In mid-2020, the FBI began a sweep to find researchers in US academic institutions who had hidden their histories or affiliations with the Chinese military. This investigation would uncover disturbing examples of researchers affiliated with the People’s Liberation Army (PLA) who are working on sensitive topics including artificial intelligence, machine learning, supercomputers, and underwater robotics—all areas where the Chinese military is seeking a technological advantage over the United States. (When the State Department shut down China’s Houston consulate in July of that year, it was in part because it had been central to helping these researchers hide their true identities and evade US justice.)
The only way for Xi’s “China Dream” to come true is for America’s own values to wane. College campuses are but one of the many battlegrounds. Safeguarding free speech at universities is critical to the health of any democracy. Yet the US academic sector has struggled with defending two competing values—academic freedom and openness—at the same time. The national security and law enforcement communities struggle with two competing priorities as well: protecting the nation’s security while avoiding turning into the very repressive system they were opposing, by targeting people based on ethnicity or national origin. It had proved to be a vexing challenge—one made all the more difficult by the fact that it is far from the only one on these defenders’ plates.
Chips on Their Shoulders
When the Trump administration came into power, there were two big things happening in Silicon Valley.
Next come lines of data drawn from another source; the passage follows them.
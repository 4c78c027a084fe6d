use crate::domain::record::IdempotencyRecord;
use crate::error::Result;
use serde::Serialize;
use serde::de::DeserializeOwned;
use std::fmt::Debug;

/// Default cap on the stored payload, in bytes of serialized JSON.
pub const DEFAULT_MAX_PAYLOAD_LEN: usize = 4096;

/// Cap on the fallback Debug rendering used when serialization fails.
const FALLBACK_REF_LEN: usize = 256;

/// A result type storable by the engine.
///
/// `stable_ref` is the statically-checked replacement for probing a result
/// object at runtime for a `publicId`-shaped accessor: types that carry a
/// short public identifier override it, everything else inherits the `None`
/// default and is handled by the codec's fallbacks.
pub trait IdempotentPayload: Serialize + DeserializeOwned + Debug + Send {
    /// Short public identifier retained even when the serialized payload is
    /// truncated, so a truncated record still has a usable handle.
    fn stable_ref(&self) -> Option<String> {
        None
    }
}

impl IdempotentPayload for () {}

impl IdempotentPayload for String {
    fn stable_ref(&self) -> Option<String> {
        Some(self.clone())
    }
}

impl IdempotentPayload for serde_json::Value {}

/// Encoded form of a result: a small stable reference plus the (possibly
/// truncated) serialized payload.
#[derive(Debug, Clone, PartialEq, Eq)]
pub struct EncodedPayload {
    pub result_ref: Option<String>,
    pub result_json: Option<String>,
}

/// Serializes business results into a storable form, with size capping and
/// stable-reference extraction.
///
/// Injected into the executor at construction; its lifecycle is owned by the
/// caller, there is no process-wide serializer singleton.
#[derive(Debug, Clone)]
pub struct JsonResultCodec {
    max_payload_len: usize,
}

impl Default for JsonResultCodec {
    fn default() -> Self {
        Self {
            max_payload_len: DEFAULT_MAX_PAYLOAD_LEN,
        }
    }
}

impl JsonResultCodec {
    pub fn new(max_payload_len: usize) -> Self {
        Self { max_payload_len }
    }

    /// Encode a result. Never fails: an oversized payload is truncated and a
    /// serialization failure falls back to the stable reference or a short
    /// Debug rendering, so a terminal record can always be written.
    pub fn encode<T: IdempotentPayload>(&self, value: &T) -> EncodedPayload {
        let result_ref = value.stable_ref();
        match serde_json::to_string(value) {
            Ok(json) if json.len() > self.max_payload_len => EncodedPayload {
                result_ref,
                result_json: Some(truncate_at_char_boundary(&json, self.max_payload_len)),
            },
            Ok(json) => EncodedPayload {
                result_ref,
                result_json: Some(json),
            },
            Err(_) => EncodedPayload {
                result_ref: result_ref
                    .or_else(|| Some(truncate_at_char_boundary(&format!("{value:?}"), FALLBACK_REF_LEN))),
                result_json: None,
            },
        }
    }

    /// Decode a stored record back into the result type.
    ///
    /// An absent payload falls back to the stable reference (as a JSON
    /// string, which covers `String` results), then to JSON `null`, which
    /// covers void-result operations.
    pub fn decode<T: IdempotentPayload>(&self, record: &IdempotencyRecord) -> Result<T> {
        if let Some(json) = &record.result_json {
            return Ok(serde_json::from_str(json)?);
        }
        if let Some(result_ref) = &record.result_ref
            && let Ok(value) = serde_json::from_value(serde_json::Value::String(result_ref.clone()))
        {
            return Ok(value);
        }
        Ok(serde_json::from_value(serde_json::Value::Null)?)
    }
}

fn truncate_at_char_boundary(s: &str, max_len: usize) -> String {
    if s.len() <= max_len {
        return s.to_string();
    }
    let mut end = max_len;
    while !s.is_char_boundary(end) {
        end -= 1;
    }
    s[..end].to_string()
}

#[cfg(test)]
mod tests {
    use super::*;
    use crate::domain::record::{IdemStatus, IdempotencyRecord};
    use serde::Deserialize;
    use std::time::SystemTime;

    #[derive(Debug, Serialize, Deserialize, PartialEq)]
    struct Receipt {
        order_id: u64,
        public_id: String,
    }

    impl IdempotentPayload for Receipt {
        fn stable_ref(&self) -> Option<String> {
            Some(self.public_id.clone())
        }
    }

    fn record_with(result_ref: Option<String>, result_json: Option<String>) -> IdempotencyRecord {
        let now = SystemTime::now();
        IdempotencyRecord {
            tenant_id: 1,
            biz_type: "ORDER_SUBMIT".into(),
            idem_key: "k-1".into(),
            request_hash: "h1".into(),
            status: IdemStatus::Succeeded,
            result_ref,
            result_json,
            error_code: None,
            error_msg: None,
            expire_at: now,
            lock_until: now,
            version: 1,
            created_at: now,
            updated_at: now,
        }
    }

    #[test]
    fn test_encode_small_payload_keeps_full_json() {
        let codec = JsonResultCodec::default();
        let receipt = Receipt {
            order_id: 42,
            public_id: "ord_42".into(),
        };

        let encoded = codec.encode(&receipt);
        assert_eq!(encoded.result_ref.as_deref(), Some("ord_42"));
        let json = encoded.result_json.unwrap();
        let parsed: Receipt = serde_json::from_str(&json).unwrap();
        assert_eq!(parsed, receipt);
    }

    #[test]
    fn test_encode_oversized_payload_truncates_and_keeps_ref() {
        let codec = JsonResultCodec::new(32);
        let receipt = Receipt {
            order_id: 42,
            public_id: "x".repeat(100),
        };

        let encoded = codec.encode(&receipt);
        assert_eq!(encoded.result_ref.as_deref(), Some("x".repeat(100).as_str()));
        assert!(encoded.result_json.unwrap().len() <= 32);
    }

    #[test]
    fn test_decode_round_trip() {
        let codec = JsonResultCodec::default();
        let receipt = Receipt {
            order_id: 7,
            public_id: "ord_7".into(),
        };
        let encoded = codec.encode(&receipt);
        let record = record_with(encoded.result_ref, encoded.result_json);

        let decoded: Receipt = codec.decode(&record).unwrap();
        assert_eq!(decoded, receipt);
    }

    #[test]
    fn test_decode_truncated_payload_is_a_codec_error() {
        let codec = JsonResultCodec::default();
        let record = record_with(Some("ord_42".into()), Some("{\"order_id\":4".into()));

        let result: crate::error::Result<Receipt> = codec.decode(&record);
        assert!(result.is_err());
    }

    #[test]
    fn test_decode_string_from_ref_only() {
        let codec = JsonResultCodec::default();
        let record = record_with(Some("ord_42".into()), None);

        let decoded: String = codec.decode(&record).unwrap();
        assert_eq!(decoded, "ord_42");
    }

    #[test]
    fn test_decode_absent_payload_as_unit() {
        let codec = JsonResultCodec::default();
        let record = record_with(None, None);

        codec.decode::<()>(&record).unwrap();
    }

    #[test]
    fn test_truncation_respects_char_boundaries() {
        let s = "aé".repeat(20);
        let truncated = truncate_at_char_boundary(&s, 4);
        assert!(truncated.len() <= 4);
        assert!(s.starts_with(&truncated));
    }
}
One was the global feeding frenzy to get ahead on artificial intelligence, which was beginning to take off. The other was a competition for engineers that was heating up because major US firms like Facebook, Amazon, and Google were growing faster than the schools could turn out graduates. China provided a way to success for American firms on both these fronts—much to the consternation of those in Washington who were trying to warn the tech industry of Beijing’s efforts to infiltrate their companies and exfiltrate their data.
The Chinese government was seriously investing in the technologies of the future, and Chinese universities were supplying skilled technicians to companies around the world. Inside US high-tech firms, there were national-security-minded people who were deeply wary and skeptical about China, but from a business perspective, cooperation made sense. The Chinese market of over seven hundred million internet users was too valuable to ignore.